A Stellantis divulgou, seu balanço financeiro de 2025 e registrou prejuízo líquido de 22,3 bilhões de euros, o equivalente a cerca de 135,2 bilhões de reais. O resultado, apresentado pela companhia após o encerramento do exercício, marca o primeiro desempenho negativo desde a criação do grupo, em 2021, quando houve a fusão entre a Fiat Chrysler Automobiles e o PSA Group. Segundo a empresa, o rombo é explicado principalmente por uma revisão estratégica na área de veículos elétricos, após a constatação de que o ritmo da transição energética foi superestimado, especialmente no mercado norte-americano.
Em 2024, a companhia havia obtido lucro de 5,5 bilhões de euros. No entanto, ao longo de 2025, foram registradas baixas contábeis de 25,4 bilhões de euros, concentradas em plataformas dedicadas a modelos totalmente elétricos, projetos de baterias, iniciativas ligadas ao hidrogênio e provisões de garantia. A fabricante também promoveu reestruturações e cortes de custos na Europa, como parte do processo de reorganização interna.
A receita anual recuou 2%, totalizando 153,5 bilhões de euros. As vendas globais somaram 5,48 milhões de veículos, alta de 1% na comparação com o ano anterior. A América do Norte apresentou crescimento de 3% no período, enquanto a Europa registrou retração de 3%. No segundo semestre, o grupo apontou melhora no fluxo de caixa e aumento de volumes em relação à primeira metade do ano.
O CEO Antonio Filosa, que assumiu o comando após a saída de Carlos Tavares, em dezembro de 2024, afirmou que o resultado de 2025 reflete o custo de ter superestimado o ritmo da transição energética. De acordo com ele, a empresa passará a organizar o negócio com foco na chamada liberdade de escolha do consumidor, oferecendo veículos elétricos, híbridos e modelos a combustão lado a lado, conforme a demanda de cada mercado.
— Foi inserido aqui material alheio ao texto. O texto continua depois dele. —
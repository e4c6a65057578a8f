//! gRPC service implementation for ProviderV2
//!
//! Translates Terraform Plugin Protocol v6 requests into calls on the
//! factory-based provider traits. Values cross the wire as msgpack; state
//! returned to Terraform is always normalized against the resource schema.

use crate::context::Context;
use crate::plan::plan_resource_change;
use crate::proto::tfplugin6 as proto;
use crate::proto::tfplugin6::provider_server::Provider as ProtoProvider;
use crate::provider::ProviderV2;
use crate::request::{
    ConfigureRequest, CreateRequest, DataSourceReadRequest, DeleteRequest, ImportStateRequest,
    ReadRequest, UpdateRequest,
};
use crate::schema::{Attribute, NestingMode, Schema};
use crate::types::{
    decode_json, decode_msgpack, encode_msgpack, AttributePath, AttributePathStep, Config,
    Diagnostics, Dynamic, State,
};
use std::collections::HashMap;
use std::sync::Arc;
use tokio::sync::RwLock;
use tonic::{Request, Response, Status};

type Values = HashMap<String, Dynamic>;
type RpcResult<T> = std::result::Result<Response<T>, Status>;

pub struct ProviderService<P: ProviderV2> {
    provider: Arc<RwLock<P>>,
    stop: Context,
}

impl<P: ProviderV2 + 'static> ProviderService<P> {
    pub fn new(provider: P) -> Self {
        Self {
            provider: Arc::new(RwLock::new(provider)),
            stop: Context::new(),
        }
    }

    async fn resource_schema(&self, type_name: &str) -> std::result::Result<Schema, Status> {
        let provider = self.provider.read().await;
        provider
            .resource_schemas()
            .await
            .remove(type_name)
            .ok_or_else(|| Status::not_found(format!("unknown resource type: {}", type_name)))
    }

    async fn data_source_schema(&self, type_name: &str) -> std::result::Result<Schema, Status> {
        let provider = self.provider.read().await;
        provider
            .data_source_schemas()
            .await
            .remove(type_name)
            .ok_or_else(|| Status::not_found(format!("unknown data source type: {}", type_name)))
    }
}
Para 2026, a Stellantis informou que não abandonará os elétricos, mas ajustará o ritmo de investimentos e ampliará o leque de opções tecnológicas. Na América do Norte, a estratégia inclui o lançamento do novo Jeep Cherokee híbrido, do Dodge Charger Sixpack, com motor Hurricane seis em linha turbo, e a retomada do V8 Hemi na linha Ram 1500. Na América do Sul, a expectativa envolve a Ram Dakota, o Jeep Avenger e a ampliação da linha Leapmotor, com montagem de modelos elétricos da marca chinesa em Pernambuco. Na Europa, modelos como o Jeep Compass elétrico, o Citroën C5 Aircross e o Fiat 500 Hybrid reforçam a oferta multitecnológica.
O grupo, que reúne 14 marcas automotivas, suspendeu o pagamento de dividendos em 2026 e projeta aumento moderado de receita no próximo ano, com melhora gradual das margens e geração de caixa positiva esperada a partir de 2027.
Apesar do prejuízo global, a operação na América do Sul encerrou 2025 como principal fonte de estabilidade e rentabilidade. A Stellantis tornou-se a primeira fabricante a vender mais de 1 milhão de veículos na região em um único ano, alcançando 22,6% de participação no mercado regional. No Brasil, a fatia é próxima de 30%, impulsionada pelo desempenho da Fiat, com a Strada como veículo mais vendido do país, além do crescimento de Jeep, Ram, Peugeot e Citroën.